Grazie, hai centrato il segno. Io quella sera ero a quel concerto, ma non ero la persona che si apprestava a cantare, bensì uno del pubblico. ‘Ho visto tutto’ si direbbe in un film giallo. La canzone si chiama ‘Un cantante’ e non ‘Il cantante’ proprio perché quel cantante possiamo essere tutti quando veniamo a trovarci di fronte alle difficoltà e alle delusioni. Ciò che conta però è credere che la bellezza sia sempre dietro l’angolo, e nei luoghi delle nostre sconfitte scritte, trovarla come una redenzione.
Come nasce una tua canzone? Dal quotidiano, dalla cronaca, dalle relazioni o cosa?
Da tutto questo quando agisce a un livello profondo, dalle cose stimolanti in sostanza: un libro, una canzone, una discussione, una cosa che sento per strada, da tutto quello che non ha a che fare con la mediocre agonia del quotidiano. Nasce la cellula della canzone, ovvero poche parole assieme a una musica, che poi vengono elaborate e costruite.

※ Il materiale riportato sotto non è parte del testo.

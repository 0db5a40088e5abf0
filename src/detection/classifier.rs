//! Provisional state and opening-type classification.
//!
//! Maps extracted features to a closed/opened decision with a confidence
//! score, plus a coarse door/window guess. Output is provisional: the
//! hysteresis stabilizer has the final word on the published state.

use crate::config::DetectionConfig;
use crate::core::types::{OpeningKind, OpeningState, PositionSample};
use crate::detection::features::SampleFeatures;

/// Hard ceiling on any reported confidence; the model never claims
/// certainty.
pub const MAX_CONFIDENCE: f32 = 0.95;

/// Lateral x-axis amplitude that marks the opening as moving in the
/// intermediate angle band.
const LATERAL_X_THRESHOLD: f32 = 0.4;
/// Lateral y-axis amplitude that marks the opening as moving in the
/// intermediate angle band.
const LATERAL_Y_THRESHOLD: f32 = 0.3;

/// Provisional classification of one sample, before stabilization.
#[derive(Debug, Clone, Copy, PartialEq)]
pub struct RawClassification {
    /// Provisional state of the opening.
    pub state: OpeningState,
    /// Confidence in the state, as a fraction in [0, 0.95].
    pub confidence: f32,
    /// Best-effort door/window guess.
    pub kind: OpeningKind,
}

/// Stateless per-sample classifier.
#[derive(Debug, Clone)]
pub struct StateClassifier {
    config: DetectionConfig,
}

impl StateClassifier {
    /// Create a classifier with the given thresholds.
    pub fn new(config: DetectionConfig) -> Self {
        Self { config }
    }

    /// Classify one sample from its extracted features.
    pub fn classify(&self, sample: &PositionSample, features: &SampleFeatures) -> RawClassification {
        let az = sample.z.abs();
        let angle = features.angle_degrees;

        let (state, base) = if angle > self.config.open_angle_degrees {
            // Large tilt: opened, more tilt means more confidence.
            (OpeningState::Opened, 0.7 + angle / 100.0)
        } else if angle < self.config.closed_angle_degrees && az > self.config.closed_z_minimum {
            // Near vertical with strong z: closed.
            (
                OpeningState::Closed,
                0.8 + (az - self.config.closed_z_minimum) * 2.0,
            )
        } else if sample.x.abs() > LATERAL_X_THRESHOLD || sample.y.abs() > LATERAL_Y_THRESHOLD {
            // Intermediate band with lateral activity: treat as opened.
            (OpeningState::Opened, 0.7)
        } else {
            (OpeningState::Closed, 0.6)
        };

        let confidence = (base.min(MAX_CONFIDENCE) * features.clarity).min(MAX_CONFIDENCE);

        RawClassification {
            state,
            confidence,
            kind: classify_kind(sample, features),
        }
    }
}

impl Default for StateClassifier {
    fn default() -> Self {
        Self::new(DetectionConfig::default())
    }
}

/// Coarse mass/mounting heuristic for the opening type.
///
/// Doors swing with large horizontal accelerations; windows sit near
/// vertical with little x-axis motion. Best-effort only.
fn classify_kind(sample: &PositionSample, features: &SampleFeatures) -> OpeningKind {
    let az = sample.z.abs();
    if features.horizontal > 0.6 && az < 0.8 {
        OpeningKind::Door
    } else if sample.x.abs() < 0.3 && az > 0.95 {
        OpeningKind::Window
    } else if features.horizontal > 0.4 {
        OpeningKind::Door
    } else {
        OpeningKind::Window
    }
}

#[cfg(test)]
mod tests {
    use super::*;
    use crate::detection::features;
    use approx::assert_relative_eq;

    fn classify(x: f32, y: f32, z: f32) -> RawClassification {
        let sample = PositionSample::new(x, y, z, 0);
        let extracted = features::extract(&sample);
        StateClassifier::default().classify(&sample, &extracted)
    }

    #[test]
    fn test_near_vertical_is_closed() {
        let result = classify(0.05, 0.03, 0.98);
        assert_eq!(result.state, OpeningState::Closed);
        // base 0.96 caps at 0.95, clarity 0.85
        assert_relative_eq!(result.confidence, 0.8075, epsilon = 1e-4);
        assert_eq!(result.kind, OpeningKind::Window);
    }

    #[test]
    fn test_large_tilt_is_opened() {
        let result = classify(0.8, 0.1, 0.3);
        assert_eq!(result.state, OpeningState::Opened);
        assert_relative_eq!(result.confidence, 0.95, epsilon = 1e-6);
        assert_eq!(result.kind, OpeningKind::Door);
    }

    #[test]
    fn test_intermediate_band_with_lateral_activity() {
        // angle ~27.3 degrees, |x| above the lateral threshold
        let result = classify(0.45, 0.0, 0.87);
        assert_eq!(result.state, OpeningState::Opened);
        assert_relative_eq!(result.confidence, 0.7, epsilon = 1e-6);
    }

    #[test]
    fn test_intermediate_band_at_rest() {
        // angle ~20.4 degrees, no lateral activity
        let result = classify(0.2, 0.1, 0.6);
        assert_eq!(result.state, OpeningState::Closed);
        assert_relative_eq!(result.confidence, 0.6, epsilon = 1e-6);
        assert_eq!(result.kind, OpeningKind::Window);
    }

    #[test]
    fn test_confidence_never_exceeds_cap() {
        let result = classify(0.0, 0.0, 1.0);
        assert_eq!(result.state, OpeningState::Closed);
        assert!(result.confidence <= MAX_CONFIDENCE);
        assert_relative_eq!(result.confidence, 0.8075, epsilon = 1e-4);
    }
}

Il disco è una sorta di ep allungato, ci sono sei canzoni. Urgenza creativa o non avevi altri brani che ti giravano in testa?

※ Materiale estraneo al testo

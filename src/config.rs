//! Configuration for the detection engine
//!
//! Loads configuration from a TOML file. Every field has an in-code default
//! matching the tuned production constants, so the engine runs with no file
//! present and partial files only override what they name.

use crate::error::{Error, Result};
use serde::{Deserialize, Serialize};
use std::fs;
use std::path::Path;

/// Top-level engine configuration
#[derive(Debug, Clone, Default, Deserialize, Serialize)]
#[serde(default)]
pub struct EngineConfig {
    pub detection: DetectionConfig,
    pub hysteresis: HysteresisConfig,
    pub stability: StabilityConfig,
    pub calibration: CalibrationConfig,
    pub metrics: MetricsConfig,
}

/// Feature extraction and classification thresholds
#[derive(Debug, Clone, Deserialize, Serialize)]
#[serde(default)]
pub struct DetectionConfig {
    /// Tilt angle above which an opening is classified opened. Default: 30.0 degrees
    pub open_angle_degrees: f32,
    /// Tilt angle below which the closed branch applies. Default: 15.0 degrees
    pub closed_angle_degrees: f32,
    /// Minimum |z| required together with a small angle to classify closed. Default: 0.9
    pub closed_z_minimum: f32,
    /// Soft per-sample processing budget. Exceeding it logs a warning. Default: 25 ms
    pub budget_ms: u64,
    /// Per-sensor bounded buffer size for recent samples. Default: 50
    pub sample_window: usize,
}

impl Default for DetectionConfig {
    fn default() -> Self {
        Self {
            open_angle_degrees: 30.0,
            closed_angle_degrees: 15.0,
            closed_z_minimum: 0.9,
            budget_ms: 25,
            sample_window: 50,
        }
    }
}

/// State debounce thresholds
#[derive(Debug, Clone, Deserialize, Serialize)]
#[serde(default)]
pub struct HysteresisConfig {
    /// Minimum angle change before a state transition is accepted. Default: 2.0 degrees
    pub threshold_degrees: f32,
}

impl Default for HysteresisConfig {
    fn default() -> Self {
        Self {
            threshold_degrees: 2.0,
        }
    }
}

/// Position stability analysis thresholds
#[derive(Debug, Clone, Deserialize, Serialize)]
#[serde(default)]
pub struct StabilityConfig {
    /// Largest acceptable per-axis variance. Default: 1.0
    pub max_variance: f32,
    /// Observation window for live-mode analysis. Default: 30.0 seconds
    pub window_seconds: f32,
    /// Minimum samples required for a variance estimate. Default: 3
    pub min_samples: usize,
    /// Samples used when more are available (most recent win). Default: 10
    pub preferred_samples: usize,
}

impl Default for StabilityConfig {
    fn default() -> Self {
        Self {
            max_variance: 1.0,
            window_seconds: 30.0,
            min_samples: 3,
            preferred_samples: 10,
        }
    }
}

/// Calibration protocol parameters
#[derive(Debug, Clone, Deserialize, Serialize)]
#[serde(default)]
pub struct CalibrationConfig {
    /// Per-axis tolerance around the closed reference. Default: 0.5 device units
    pub tolerance: f32,
    /// Device range limit; components with |value| above it are rejected. Default: 127.0
    pub axis_limit: f32,
    /// Retired calibration records kept per sensor, oldest evicted. Default: 10
    pub history_limit: usize,
}

impl Default for CalibrationConfig {
    fn default() -> Self {
        Self {
            tolerance: 0.5,
            axis_limit: 127.0,
            history_limit: 10,
        }
    }
}

/// Accuracy tracking parameters
#[derive(Debug, Clone, Deserialize, Serialize)]
#[serde(default)]
pub struct MetricsConfig {
    /// Rolling window of (state, confidence) observations per sensor. Default: 100
    pub window: usize,
}

impl Default for MetricsConfig {
    fn default() -> Self {
        Self { window: 100 }
    }
}

impl EngineConfig {
    /// Load configuration from TOML file
    ///
    /// # Arguments
    /// - `path`: Path to TOML configuration file
    ///
    /// # Returns
    /// Parsed configuration or error
    ///
    /// # Example
    /// ```no_run
    /// use dvara_sense::config::EngineConfig;
    ///
    /// let config = EngineConfig::from_file("dvara.toml")?;
    /// # Ok::<(), Box<dyn std::error::Error>>(())
    /// ```
    pub fn from_file<P: AsRef<Path>>(path: P) -> Result<Self> {
        let contents = fs::read_to_string(path)?;
        let config: EngineConfig =
            toml::from_str(&contents).map_err(|e| Error::Config(e.to_string()))?;
        Ok(config)
    }

    /// Save configuration to TOML file
    ///
    /// # Arguments
    /// - `path`: Path to save TOML configuration file
    ///
    /// # Returns
    /// Success or error
    pub fn to_file<P: AsRef<Path>>(&self, path: P) -> Result<()> {
        let contents = toml::to_string_pretty(self).map_err(|e| Error::Config(e.to_string()))?;
        fs::write(path, contents)?;
        Ok(())
    }
}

Mi fa piacere tu non lo chiami piccolo album. È un EP allungato e per sua natura non ha debiti di minutaggio da giustificare. Sono stati scartati almeno altri 5 brani, non me la sentivo di includerli perché non mi sembravano sufficientemente belli per essere fatti ascoltare a un pubblico. Alcune canzoni hanno bisogno di più tempo per maturare e crescere, non è un loro fallimento, devono solo avere pazienza e crescere.
Volevo dirti con un grazie per “La felicità”, musica e parole bellissime. È incredibile di quanta magia possa regalare un violoncello. È una tua idea l’arrangiamento?

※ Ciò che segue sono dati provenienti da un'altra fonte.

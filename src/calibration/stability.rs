//! Position stability analysis.
//!
//! Decides whether a sensor's position is trustworthy enough to calibrate
//! from. Live mode measures per-axis variance over the recent sample window;
//! calibration mode first looks for a verified motionless interval in the
//! motion-event timeline and only falls back to variance when no event
//! evidence exists.

use crate::config::StabilityConfig;
use crate::core::types::{MotionTimeline, PositionSample, StabilityReport};
use crate::core::window::SampleWindow;
use crate::error::{Error, Result};

/// Stability recorded when only unverified raw samples back a calibration.
const FALLBACK_STABILITY: f32 = 0.5;

/// Variance-based and event-based stability analysis.
#[derive(Debug, Clone)]
pub struct StabilityAnalyzer {
    config: StabilityConfig,
}

impl StabilityAnalyzer {
    /// Create an analyzer with the given thresholds.
    pub fn new(config: StabilityConfig) -> Self {
        Self { config }
    }

    /// Live-mode analysis: per-axis variance over the recent window.
    ///
    /// Uses samples within the observation window ending at the newest
    /// buffered timestamp, preferring the most recent `preferred_samples` of
    /// them. Fewer than `min_samples` usable samples means no assessment.
    pub fn analyze_live(&self, samples: &SampleWindow<PositionSample>) -> StabilityReport {
        let newest_us = match samples.latest() {
            Some(sample) => sample.timestamp_us,
            None => return StabilityReport::insufficient(0),
        };

        let window_us = (self.config.window_seconds * 1_000_000.0) as u64;
        let cutoff_us = newest_us.saturating_sub(window_us);
        let windowed: Vec<PositionSample> = samples
            .iter()
            .filter(|s| s.timestamp_us >= cutoff_us)
            .copied()
            .collect();

        let start = windowed.len().saturating_sub(self.config.preferred_samples);
        let used = &windowed[start..];
        if used.len() < self.config.min_samples {
            return StabilityReport::insufficient(used.len());
        }

        let xs: Vec<f32> = used.iter().map(|s| s.x).collect();
        let ys: Vec<f32> = used.iter().map(|s| s.y).collect();
        let zs: Vec<f32> = used.iter().map(|s| s.z).collect();
        let variance_x = axis_variance(&xs);
        let variance_y = axis_variance(&ys);
        let variance_z = axis_variance(&zs);
        let max_variance = variance_x.max(variance_y).max(variance_z);

        let overall_stability = (1.0 - max_variance / self.config.max_variance).clamp(0.0, 1.0);
        let span_us = used[used.len() - 1]
            .timestamp_us
            .saturating_sub(used[0].timestamp_us);

        StabilityReport {
            stable: max_variance <= self.config.max_variance,
            variance_x,
            variance_y,
            variance_z,
            overall_stability,
            sample_count: used.len(),
            observation_period_s: span_us as f32 / 1_000_000.0,
            reason: None,
        }
    }

    /// Calibration-mode trust gate.
    ///
    /// Returns the position to calibrate from and its stability score, or an
    /// error when nothing trustworthy exists. An explicit position overrides
    /// which position is stored but not the trust decision.
    pub fn calibration_gate(
        &self,
        sensor: &str,
        samples: &SampleWindow<PositionSample>,
        motion: &MotionTimeline,
        explicit: Option<PositionSample>,
    ) -> Result<(PositionSample, f32)> {
        if motion.motionless_since_us().is_some() {
            // Verified motionless interval: fully trusted.
            let position = match explicit.or_else(|| samples.latest().copied()) {
                Some(position) => position,
                None => {
                    return Err(Error::NoRecentData {
                        sensor: sensor.to_string(),
                    })
                }
            };
            return Ok((position, 1.0));
        }

        if motion.motion_active() {
            return Err(Error::UnstableData {
                sensor: sensor.to_string(),
                detail: "motion in progress".to_string(),
            });
        }

        // No event evidence; fall back to recent telemetry.
        let position = match explicit.or_else(|| samples.latest().copied()) {
            Some(position) => position,
            None => {
                return Err(Error::NoStableData {
                    sensor: sensor.to_string(),
                })
            }
        };

        let live = self.analyze_live(samples);
        if live.sample_count >= self.config.min_samples && live.reason.is_none() {
            if !live.stable {
                return Err(Error::UnstableData {
                    sensor: sensor.to_string(),
                    detail: format!(
                        "max axis variance {:.3} exceeds {:.3}",
                        live.max_variance(),
                        self.config.max_variance
                    ),
                });
            }
            Ok((position, live.overall_stability))
        } else {
            Ok((position, FALLBACK_STABILITY))
        }
    }
}

impl Default for StabilityAnalyzer {
    fn default() -> Self {
        Self::new(StabilityConfig::default())
    }
}

/// Population variance of a value series.
fn axis_variance(values: &[f32]) -> f32 {
    if values.is_empty() {
        return 0.0;
    }
    let mean = values.iter().sum::<f32>() / values.len() as f32;
    let sum_sq: f32 = values.iter().map(|v| (v - mean) * (v - mean)).sum();
    sum_sq / values.len() as f32
}

#[cfg(test)]
mod tests {
    use super::*;
    use crate::core::types::{MotionEvent, MotionEventKind};
    use approx::assert_relative_eq;

    const SECOND_US: u64 = 1_000_000;

    fn window_of(samples: &[(f32, f32, f32, u64)]) -> SampleWindow<PositionSample> {
        let mut window = SampleWindow::new(50);
        for &(x, y, z, t) in samples {
            window.push(PositionSample::new(x, y, z, t));
        }
        window
    }

    #[test]
    fn test_two_samples_is_insufficient() {
        let analyzer = StabilityAnalyzer::default();
        let window = window_of(&[(0.1, 0.1, 0.9, 0), (0.1, 0.1, 0.9, SECOND_US)]);
        let report = analyzer.analyze_live(&window);
        assert!(!report.stable);
        assert_eq!(report.sample_count, 2);
        assert_eq!(report.reason.as_deref(), Some("insufficient data"));
    }

    #[test]
    fn test_motionless_samples_are_fully_stable() {
        let analyzer = StabilityAnalyzer::default();
        let window = window_of(&[
            (0.1, 0.2, 0.95, 0),
            (0.1, 0.2, 0.95, SECOND_US),
            (0.1, 0.2, 0.95, 2 * SECOND_US),
            (0.1, 0.2, 0.95, 3 * SECOND_US),
        ]);
        let report = analyzer.analyze_live(&window);
        assert!(report.stable);
        assert_relative_eq!(report.overall_stability, 1.0, epsilon = 1e-6);
        assert_relative_eq!(report.max_variance(), 0.0, epsilon = 1e-6);
        assert_relative_eq!(report.observation_period_s, 3.0, epsilon = 1e-3);
    }

    #[test]
    fn test_variance_math() {
        let analyzer = StabilityAnalyzer::default();
        // x = 0.0, 0.3, 0.6: population variance 0.06
        let window = window_of(&[
            (0.0, 0.2, 0.9, 0),
            (0.3, 0.2, 0.9, SECOND_US),
            (0.6, 0.2, 0.9, 2 * SECOND_US),
        ]);
        let report = analyzer.analyze_live(&window);
        assert!(report.stable);
        assert_relative_eq!(report.variance_x, 0.06, epsilon = 1e-4);
        assert_relative_eq!(report.variance_y, 0.0, epsilon = 1e-6);
        assert_relative_eq!(report.overall_stability, 0.94, epsilon = 1e-4);
    }

    #[test]
    fn test_wild_swings_are_unstable() {
        let analyzer = StabilityAnalyzer::default();
        let window = window_of(&[
            (-2.0, 0.0, 0.9, 0),
            (2.0, 0.0, 0.9, SECOND_US),
            (-2.0, 0.0, 0.9, 2 * SECOND_US),
            (2.0, 0.0, 0.9, 3 * SECOND_US),
        ]);
        let report = analyzer.analyze_live(&window);
        assert!(!report.stable);
        assert_relative_eq!(report.variance_x, 4.0, epsilon = 1e-4);
        assert_relative_eq!(report.overall_stability, 0.0, epsilon = 1e-6);
    }

    #[test]
    fn test_old_samples_fall_outside_window() {
        let analyzer = StabilityAnalyzer::default();
        // Three samples at t=0..2s, then two 100s later: only the recent
        // two are inside the 30s window
        let window = window_of(&[
            (0.1, 0.1, 0.9, 0),
            (0.1, 0.1, 0.9, SECOND_US),
            (0.1, 0.1, 0.9, 2 * SECOND_US),
            (0.1, 0.1, 0.9, 100 * SECOND_US),
            (0.1, 0.1, 0.9, 101 * SECOND_US),
        ]);
        let report = analyzer.analyze_live(&window);
        assert_eq!(report.sample_count, 2);
        assert_eq!(report.reason.as_deref(), Some("insufficient data"));
    }

    #[test]
    fn test_preferred_samples_use_most_recent() {
        let analyzer = StabilityAnalyzer::default();
        let mut samples = Vec::new();
        // Five noisy samples followed by ten motionless ones, all in-window
        for i in 0..5u64 {
            let x = if i % 2 == 0 { -3.0 } else { 3.0 };
            samples.push((x, 0.0, 0.9, i * SECOND_US));
        }
        for i in 5..15u64 {
            samples.push((0.1, 0.1, 0.95, i * SECOND_US));
        }
        let report = analyzer.analyze_live(&window_of(&samples));
        assert_eq!(report.sample_count, 10);
        assert!(report.stable);
        assert_relative_eq!(report.overall_stability, 1.0, epsilon = 1e-6);
    }

    // ========================================================================
    // Calibration-mode gate
    // ========================================================================

    #[test]
    fn test_gate_trusts_motionless_interval() {
        let analyzer = StabilityAnalyzer::default();
        let window = window_of(&[(0.1, 0.1, 0.95, SECOND_US)]);
        let mut motion = MotionTimeline::default();
        motion.record(MotionEvent::new(MotionEventKind::Started, 0));
        motion.record(MotionEvent::new(MotionEventKind::Stopped, SECOND_US));

        let (position, stability) = analyzer
            .calibration_gate("door-1", &window, &motion, None)
            .unwrap();
        assert_eq!(position.z, 0.95);
        assert_eq!(stability, 1.0);
    }

    #[test]
    fn test_gate_rejects_motion_in_progress() {
        let analyzer = StabilityAnalyzer::default();
        let window = window_of(&[(0.1, 0.1, 0.95, SECOND_US)]);
        let mut motion = MotionTimeline::default();
        motion.record(MotionEvent::new(MotionEventKind::Started, 2 * SECOND_US));

        let result = analyzer.calibration_gate("door-1", &window, &motion, None);
        assert!(matches!(result, Err(Error::UnstableData { .. })));
    }

    #[test]
    fn test_gate_without_events_uses_variance() {
        let analyzer = StabilityAnalyzer::default();
        let window = window_of(&[
            (0.1, 0.1, 0.95, 0),
            (0.1, 0.1, 0.95, SECOND_US),
            (0.1, 0.1, 0.95, 2 * SECOND_US),
        ]);
        let motion = MotionTimeline::default();

        let (_, stability) = analyzer
            .calibration_gate("door-1", &window, &motion, None)
            .unwrap();
        assert_relative_eq!(stability, 1.0, epsilon = 1e-6);
    }

    #[test]
    fn test_gate_without_events_rejects_high_variance() {
        let analyzer = StabilityAnalyzer::default();
        let window = window_of(&[
            (-2.0, 0.0, 0.9, 0),
            (2.0, 0.0, 0.9, SECOND_US),
            (-2.0, 0.0, 0.9, 2 * SECOND_US),
        ]);
        let motion = MotionTimeline::default();

        let result = analyzer.calibration_gate("door-1", &window, &motion, None);
        assert!(matches!(result, Err(Error::UnstableData { .. })));
    }

    #[test]
    fn test_gate_single_sample_fallback() {
        let analyzer = StabilityAnalyzer::default();
        let window = window_of(&[(0.1, 0.1, 0.95, 0)]);
        let motion = MotionTimeline::default();

        let (position, stability) = analyzer
            .calibration_gate("door-1", &window, &motion, None)
            .unwrap();
        assert_eq!(position.timestamp_us, 0);
        assert_eq!(stability, FALLBACK_STABILITY);
    }

    #[test]
    fn test_gate_with_nothing_reports_no_stable_data() {
        let analyzer = StabilityAnalyzer::default();
        let window: SampleWindow<PositionSample> = SampleWindow::new(50);
        let motion = MotionTimeline::default();

        let result = analyzer.calibration_gate("door-1", &window, &motion, None);
        assert!(matches!(result, Err(Error::NoStableData { .. })));
    }

    #[test]
    fn test_gate_motionless_without_samples_needs_position() {
        let analyzer = StabilityAnalyzer::default();
        let window: SampleWindow<PositionSample> = SampleWindow::new(50);
        let mut motion = MotionTimeline::default();
        motion.record(MotionEvent::new(MotionEventKind::Stopped, SECOND_US));

        let result = analyzer.calibration_gate("door-1", &window, &motion, None);
        assert!(matches!(result, Err(Error::NoRecentData { .. })));

        let explicit = PositionSample::new(0.0, 0.0, 1.0, 2 * SECOND_US);
        let (position, stability) = analyzer
            .calibration_gate("door-1", &window, &motion, Some(explicit))
            .unwrap();
        assert_eq!(position, explicit);
        assert_eq!(stability, 1.0);
    }
}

Ti ringrazio, sono felice ti piaccia, le parole sono riadattate da un passo di “Una stagione all’inferno” di Arthur Rimbaud eccetto il verso finale ‘La felicità non si tenta, conquistala punto e basta’ che è nato dopo una conversazione con Claudia Fabris, un’artista padovana. Con il violoncellista Riccardo Bortolaso, abbiamo lavorato a partire da mie indicazioni poi sviluppate attraverso la sensibilità di chi conosce lo strumento. Quindi direi che anche se ho scritto le linee melodiche i brani sono arrangiati assieme.
A cosa stai lavorando per il futuro? E tu cosa ti aspetti? O se vuoi qual è il sogno nel cassetto?
Per il futuro ti posso dire che sto pensando a un secondo videoclip per anticipare (si spera) la ripresa dei concerti e per un futuro un po’ più lontano sto lavorando su una decina di canzoni nuove.
““I sogni nel cassetto li ho tirati già tutti fuori da bambino, ora volano nella stanza”.